:: Records for the task

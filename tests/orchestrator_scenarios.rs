mod common;

use common::{Channel, FakePage, Routine, CONTEXT_DESTROYED, CSP_BLOCKED};
use harvester_lib::browser::Authenticator;
use harvester_lib::error::AppError;
use harvester_lib::extraction::{ExtractOptions, PostExtractor};
use harvester_lib::models::{StrategyKind, Target, ViewKind};
use harvester_lib::orchestrator::strategy::ladder;
use harvester_lib::orchestrator::{Orchestrator, OrchestratorSettings};
use std::time::Duration;
use url::Url;

fn settings(max_attempts: u32) -> OrchestratorSettings {
    OrchestratorSettings {
        max_attempts,
        strategy_attempts: 3,
        retry_delay: Duration::ZERO,
        attempt_delay: Duration::ZERO,
        settle: Duration::ZERO,
        stability_threshold: 15,
        step_retries: 2,
    }
}

fn run_date() -> String {
    chrono::Utc::now().format("%Y-%m-%d").to_string()
}

fn orchestrator<'a>(
    page: &'a FakePage,
    authenticator: &'a dyn Authenticator,
    max_attempts: u32,
) -> Orchestrator<'a> {
    let target = Target::new(common::HANDLE, ViewKind::Likes, common::ORIGIN).unwrap();
    let extractor =
        PostExtractor::new(ExtractOptions::new(Url::parse(common::ORIGIN).unwrap())).unwrap();
    Orchestrator::new(
        page,
        authenticator,
        target,
        extractor,
        ladder(Duration::from_secs(1)),
        settings(max_attempts),
    )
}

#[tokio::test]
async fn test_context_destroyed_twice_then_direct_succeeds() {
    let dir = tempfile::tempdir().unwrap();
    let auth = common::restorer(&dir);
    let page = FakePage::forty_posts();
    page.fail(Some(Channel::Direct), Routine::Snapshot, Some(2), CONTEXT_DESTROYED);

    let before = run_date();
    let output = orchestrator(&page, &auth, 5).execute().await.unwrap();
    let after = run_date();

    assert_eq!(output.strategy, StrategyKind::DirectEvaluation);
    assert_eq!(output.total_posts, 40);
    assert_eq!(output.posts.len(), 40);
    assert_eq!(output.subject, "alice");
    assert_eq!(output.view_kind, ViewKind::Likes);
    // Likes are keyed on the run day, not on the liked post's date.
    assert!(output.date_str == before || output.date_str == after);
    assert_eq!(page.calls(Channel::ScriptTag), 0);
    assert_eq!(page.calls(Channel::Protocol), 0);
    assert_eq!(page.reloads(), 0);
}

#[tokio::test]
async fn test_logged_out_mid_run_reauthenticates_and_resumes() {
    let dir = tempfile::tempdir().unwrap();
    let auth = common::restorer(&dir);
    let page = FakePage::forty_posts();
    page.log_out_at_snapshot(2);

    let output = orchestrator(&page, &auth, 5).execute().await.unwrap();

    assert_eq!(output.strategy, StrategyKind::DirectEvaluation);
    assert_eq!(output.total_posts, 40);
    assert_eq!(page.cookie_sets(), 1);
    assert_eq!(
        page.navigations(),
        vec!["https://x.com/home".to_string(), common::target_url()]
    );
}

#[tokio::test]
async fn test_blocked_direct_evaluation_escalates_to_script_tag() {
    let dir = tempfile::tempdir().unwrap();
    let auth = common::restorer(&dir);
    let page = FakePage::forty_posts();
    page.fail(Some(Channel::Direct), Routine::Snapshot, None, CSP_BLOCKED);

    let output = orchestrator(&page, &auth, 5).execute().await.unwrap();

    assert_eq!(output.strategy, StrategyKind::ScriptTag);
    assert_eq!(output.total_posts, 40);
    // Not transient, so direct evaluation is tried once.
    assert_eq!(page.calls(Channel::Direct), 1);
    assert!(page.calls(Channel::ScriptTag) > 0);
    assert_eq!(page.calls(Channel::Protocol), 0);
}

#[tokio::test]
async fn test_exhausted_ladder_returns_partial_posts() {
    let dir = tempfile::tempdir().unwrap();
    let auth = common::restorer(&dir);
    let page = FakePage::forty_posts();
    page.fail(None, Routine::Scroll, None, "TypeError: window.scrollTo is not a function");

    let failure = orchestrator(&page, &auth, 2).execute().await.unwrap_err();

    assert_eq!(failure.attempts, 2);
    assert!(matches!(failure.last_error, AppError::Evaluation(_)));
    assert_eq!(failure.partial.posts.len(), 15);
    // Every rung ran once per attempt.
    assert_eq!(page.calls(Channel::Direct), 2 * 2);
    assert_eq!(page.calls(Channel::ScriptTag), 2 * 2);
    assert_eq!(page.calls(Channel::Protocol), 2 * 2);
    assert_eq!(page.reloads(), 1);
    assert!(failure.to_string().contains("after 2 attempts"));
}

#[tokio::test]
async fn test_compose_overlay_triggers_go_back() {
    let dir = tempfile::tempdir().unwrap();
    let auth = common::restorer(&dir);
    let page = FakePage::forty_posts();
    page.open("https://x.com/compose/post");

    let output = orchestrator(&page, &auth, 5).execute().await.unwrap();

    assert_eq!(output.total_posts, 40);
    assert_eq!(page.go_backs(), 1);
    assert!(page.navigations().is_empty());
}

#[tokio::test]
async fn test_unrelated_page_is_navigated_to_target() {
    let dir = tempfile::tempdir().unwrap();
    let auth = common::restorer(&dir);
    let page = FakePage::forty_posts();
    page.start_at("https://x.com/notifications");

    let output = orchestrator(&page, &auth, 5).execute().await.unwrap();

    assert_eq!(output.total_posts, 40);
    assert_eq!(page.go_backs(), 1);
    assert_eq!(page.navigations(), vec![common::target_url()]);
}
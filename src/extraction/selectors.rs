use crate::error::{AppError, Result};
use scraper::Selector;

/// CSS selectors for the timeline markup, compiled once per extractor.
pub struct Selectors {
    pub article: Selector,
    pub time: Selector,
    pub tweet_text: Selector,
    pub profile_link: Selector,
    pub span: Selector,
    pub media: Selector,
    pub poll: Selector,
    pub poll_group: Selector,
    pub poll_option: Selector,
    pub quote_card: Selector,
    pub conversation_article: Selector,
    pub button: Selector,
    pub text_block: Selector,
    pub counter: Selector,
}

fn parse(css: &str) -> Result<Selector> {
    Selector::parse(css)
        .map_err(|e| AppError::Extraction(format!("Invalid selector '{}': {:?}", css, e)))
}

impl Selectors {
    pub fn compile() -> Result<Self> {
        Ok(Self {
            article: parse("article")?,
            time: parse("time")?,
            tweet_text: parse(r#"div[data-testid="tweetText"]"#)?,
            profile_link: parse(r#"a[role="link"][href^="/"]"#)?,
            span: parse("span")?,
            media: parse("img, video")?,
            poll: parse(r#"[aria-label*="poll"]"#)?,
            poll_group: parse(r#"[role="group"]"#)?,
            poll_option: parse(r#"div[role="button"]"#)?,
            quote_card: parse(r#"div[data-testid="tweet"]"#)?,
            conversation_article: parse(r#"div[aria-label*="Timeline: Conversation"] article"#)?,
            button: parse(r#"button, [role="button"]"#)?,
            text_block: parse("div, span")?,
            counter: parse("div[data-testid]")?,
        })
    }
}
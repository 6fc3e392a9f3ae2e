use crate::error::Result;
use async_trait::async_trait;
use serde::{Deserialize, Serialize};
use serde_json::Value;
use std::time::Duration;

#[derive(Debug, Clone, Copy, PartialEq, Eq)]
pub enum SessionState {
    LoggedIn,
    LoggedOut,
    Unknown,
}

impl SessionState {
    pub fn parse(value: &str) -> Self {
        match value {
            "logged_in" => SessionState::LoggedIn,
            "logged_out" => SessionState::LoggedOut,
            _ => SessionState::Unknown,
        }
    }
}

/// Outcome of a raw protocol evaluation, before any interpretation.
#[derive(Debug, Clone, Default)]
pub struct RawEvaluation {
    pub value: Option<Value>,
    pub exception: Option<String>,
}

/// Cookie as exported by common browser extensions.
#[derive(Debug, Clone, Serialize, Deserialize)]
#[serde(rename_all = "camelCase")]
pub struct SessionCookie {
    pub name: String,
    pub value: String,
    #[serde(default)]
    pub domain: Option<String>,
    #[serde(default)]
    pub path: Option<String>,
    #[serde(default)]
    pub secure: Option<bool>,
    #[serde(default)]
    pub http_only: Option<bool>,
}

/// The single page a run drives. Exclusively owned by the orchestrator for
/// the duration of the run.
#[async_trait]
pub trait PageDriver: Send + Sync {
    async fn current_url(&self) -> Result<String>;

    async fn navigate(&self, url: &str) -> Result<()>;

    async fn go_back(&self) -> Result<()>;

    async fn reload(&self) -> Result<()>;

    /// Evaluates `expression` in the page and awaits the resulting value.
    async fn evaluate(&self, expression: &str) -> Result<Value>;

    /// Evaluates through the raw protocol channel, bypassing page script policy.
    async fn evaluate_raw(&self, expression: &str) -> Result<RawEvaluation>;

    /// Appends `source` as a script element and waits for it to call the
    /// page binding named `channel`. Returns the binding payload.
    async fn inject_script_tag(&self, source: &str, channel: &str, timeout: Duration) -> Result<String>;

    async fn session_state(&self) -> Result<SessionState>;

    async fn set_cookies(&self, cookies: &[SessionCookie]) -> Result<()>;
}
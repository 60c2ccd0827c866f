//! Reverse proxy to the protected origins.
//!
//! The target comes from the matched domain's `proxy_target`, with the
//! configured default upstream as fallback. Headers are rewritten
//! (Host, X-Forwarded-For, X-Real-IP, hop-by-hop stripped) and the origin's
//! response is streamed back unmodified.

pub mod instrument;

use crate::config::ProxyConfig;
use crate::error::{Result, WafError};
use bytes::Bytes;
use http_body_util::Full;
use hyper::body::Incoming;
use hyper::http::request::Parts;
use hyper::{HeaderMap, Request, Response, Uri};
use hyper_util::client::legacy::{connect::HttpConnector, Client};
use hyper_util::rt::TokioExecutor;
use std::time::Duration;

const HOP_BY_HOP_HEADERS: [&str; 8] = [
    "connection",
    "keep-alive",
    "proxy-authenticate",
    "proxy-authorization",
    "te",
    "trailers",
    "transfer-encoding",
    "upgrade",
];

pub struct ReverseProxy {
    client: Client<HttpConnector, Full<Bytes>>,
    default_upstream: Uri,
    timeout: Duration,
}

impl ReverseProxy {
    pub fn new(config: &ProxyConfig) -> Result<Self> {
        let default_upstream: Uri = config
            .default_upstream
            .parse()
            .map_err(|e| WafError::Config(format!("Invalid default_upstream URL: {e}")))?;

        let client = Client::builder(TokioExecutor::new()).build_http();

        Ok(Self {
            client,
            default_upstream,
            timeout: Duration::from_secs(config.timeout_secs),
        })
    }

    /// Forward a buffered request to `target` (or the default upstream) and
    /// return the origin's streaming response. Dropping the returned future
    /// cancels the outbound call.
    pub async fn forward(
        &self,
        parts: &Parts,
        body: Bytes,
        client_ip: &str,
        target: Option<&str>,
    ) -> Result<Response<Incoming>> {
        let upstream = match target {
            Some(raw) => raw
                .parse::<Uri>()
                .map_err(|e| WafError::Config(format!("Invalid proxy target {raw:?}: {e}")))?,
            None => self.default_upstream.clone(),
        };

        let path_and_query = parts
            .uri
            .path_and_query()
            .map(|pq| pq.as_str())
            .unwrap_or("/");

        let authority = upstream
            .authority()
            .map(|a| a.as_str().to_string())
            .ok_or_else(|| {
                WafError::Config(format!("Proxy target {upstream} has no authority"))
            })?;

        let outbound_uri: Uri = format!(
            "{}://{}{}",
            upstream.scheme_str().unwrap_or("http"),
            authority,
            path_and_query
        )
        .parse()
        .map_err(|e| WafError::Config(format!("Failed to build upstream URI: {e}")))?;

        let mut builder = Request::builder().method(parts.method.clone()).uri(outbound_uri);
        if let Some(headers) = builder.headers_mut() {
            *headers = parts.headers.clone();
            rewrite_headers(headers, client_ip, &authority);
        }

        let outbound = builder
            .body(Full::new(body))
            .map_err(|e| WafError::Config(format!("Failed to build upstream request: {e}")))?;

        let response = tokio::time::timeout(self.timeout, self.client.request(outbound))
            .await
            .map_err(|_| WafError::ProxyUnreachable {
                target: authority.clone(),
                reason: format!("timed out after {:?}", self.timeout),
            })?
            .map_err(|e| WafError::ProxyUnreachable {
                target: authority,
                reason: e.to_string(),
            })?;

        Ok(response)
    }
}

fn rewrite_headers(headers: &mut HeaderMap, client_ip: &str, authority: &str) {
    for header in HOP_BY_HOP_HEADERS {
        headers.remove(header);
    }

    let forwarded = match headers.get("x-forwarded-for").and_then(|v| v.to_str().ok()) {
        Some(existing) => format!("{existing}, {client_ip}"),
        None => client_ip.to_string(),
    };
    if let Ok(value) = forwarded.parse() {
        headers.insert("x-forwarded-for", value);
    }
    if let Ok(value) = client_ip.parse() {
        headers.insert("x-real-ip", value);
    }
    if let Ok(value) = authority.parse() {
        headers.insert("host", value);
    }
}
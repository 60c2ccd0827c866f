//! Host to protected-domain resolution.

use crate::model::Domain;

/// Match the inbound host against registered domains: exact, registered host
/// containing the inbound host, or inbound host being a subdomain of the
/// registered one. The lowest-id enabled match wins. `None` means untracked
/// traffic; the pipeline then skips the geo stage and runs global rules only.
pub fn resolve<'a>(domains: &'a [Domain], host: &str) -> Option<&'a Domain> {
    let inbound = normalize_host(host);
    if inbound.is_empty() {
        return None;
    }

    let mut candidates: Vec<&Domain> = domains.iter().filter(|d| d.is_enabled).collect();
    candidates.sort_by_key(|d| d.id);

    candidates.into_iter().find(|domain| {
        let registered = normalize_host(&domain.host);
        registered == inbound
            || registered.contains(&inbound)
            || inbound.ends_with(&format!(".{}", registered))
    })
}

/// Lowercase and strip the port, leaving IPv6 brackets intact.
fn normalize_host(host: &str) -> String {
    let host = host.trim().to_lowercase();
    if host.starts_with('[') {
        match host.find(']') {
            Some(end) => host[..=end].to_string(),
            None => host,
        }
    } else {
        match host.rsplit_once(':') {
            Some((name, port)) if port.chars().all(|c| c.is_ascii_digit()) => name.to_string(),
            _ => host,
        }
    }
}

#[cfg(test)]
mod tests {
    use super::*;

    fn domain(id: u64, host: &str) -> Domain {
        Domain {
            id,
            host: host.to_string(),
            proxy_target: None,
            apply_rules: true,
            enable_geo_blocking: false,
            is_enabled: true,
        }
    }

    #[test]
    fn test_exact_match() {
        let domains = vec![domain(1, "shop.example.com")];
        assert_eq!(resolve(&domains, "shop.example.com").unwrap().id, 1);
    }

    #[test]
    fn test_port_and_case_ignored() {
        let domains = vec![domain(1, "shop.example.com")];
        assert_eq!(resolve(&domains, "Shop.Example.COM:8443").unwrap().id, 1);
    }

    #[test]
    fn test_subdomain_matches_registered_parent() {
        let domains = vec![domain(1, "example.com")];
        assert_eq!(resolve(&domains, "api.example.com").unwrap().id, 1);
    }

    #[test]
    fn test_registered_superstring_matches() {
        let domains = vec![domain(1, "www.example.com")];
        assert_eq!(resolve(&domains, "example.com").unwrap().id, 1);
    }

    #[test]
    fn test_lowest_id_wins() {
        let domains = vec![domain(5, "example.com"), domain(2, "api.example.com")];
        assert_eq!(resolve(&domains, "api.example.com").unwrap().id, 2);
    }

    #[test]
    fn test_disabled_domains_skipped() {
        let mut d = domain(1, "example.com");
        d.is_enabled = false;
        assert!(resolve(&[d], "example.com").is_none());
    }

    #[test]
    fn test_unrelated_host_resolves_to_none() {
        let domains = vec![domain(1, "example.com")];
        assert!(resolve(&domains, "other.net").is_none());
        assert!(resolve(&domains, "").is_none());
    }
}
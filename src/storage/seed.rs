//! Startup seeding of domains, rules and geo blocks from a TOML file.
//!
//! ```toml
//! [[domains]]
//! id = 1
//! host = "shop.example.com"
//! proxy_target = "http://10.0.1.20:8080"
//! enable_geo_blocking = true
//!
//! [[rules]]
//! id = 1
//! name = "xss-script-tag"
//! pattern = "<script[^>]*>"
//! attack_type = "XSS"
//! match_locations = ["body", "query"]
//!
//! [[geo_blocks]]
//! id = 1
//! country_code = "CN"
//! action = "block"
//! ```

use crate::model::{Domain, GeoBlock, Rule};
use crate::storage::MemoryStore;
use anyhow::{Context, Result};
use serde::Deserialize;
use std::fs;
use std::path::Path;
use tracing::info;

#[derive(Debug, Default, Deserialize)]
pub struct SeedFile {
    #[serde(default)]
    pub domains: Vec<Domain>,
    #[serde(default)]
    pub rules: Vec<Rule>,
    #[serde(default)]
    pub geo_blocks: Vec<GeoBlock>,
}

pub fn parse_seed_file(path: &Path) -> Result<SeedFile> {
    let content = fs::read_to_string(path)
        .with_context(|| format!("Failed to read seed file: {}", path.display()))?;
    let seed: SeedFile = toml::from_str(&content)
        .with_context(|| format!("Failed to parse seed file: {}", path.display()))?;
    Ok(seed)
}

pub async fn apply_seed(store: &MemoryStore, seed: SeedFile) {
    let (domains, rules, geo_blocks) = (
        seed.domains.len(),
        seed.rules.len(),
        seed.geo_blocks.len(),
    );

    for domain in seed.domains {
        store.insert_domain(domain).await;
    }
    for rule in seed.rules {
        store.insert_rule(rule).await;
    }
    for geo_block in seed.geo_blocks {
        store.insert_geo_block(geo_block).await;
    }

    info!(
        "Seeded {} domain(s), {} rule(s), {} geo block(s)",
        domains, rules, geo_blocks
    );
}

::::

» What you should do
Check each line above for the string "Incoming" and show the ones that have it.

» Response for this exercise
use hyper::body::Incoming;
    ) -> Result<Response<Incoming>> {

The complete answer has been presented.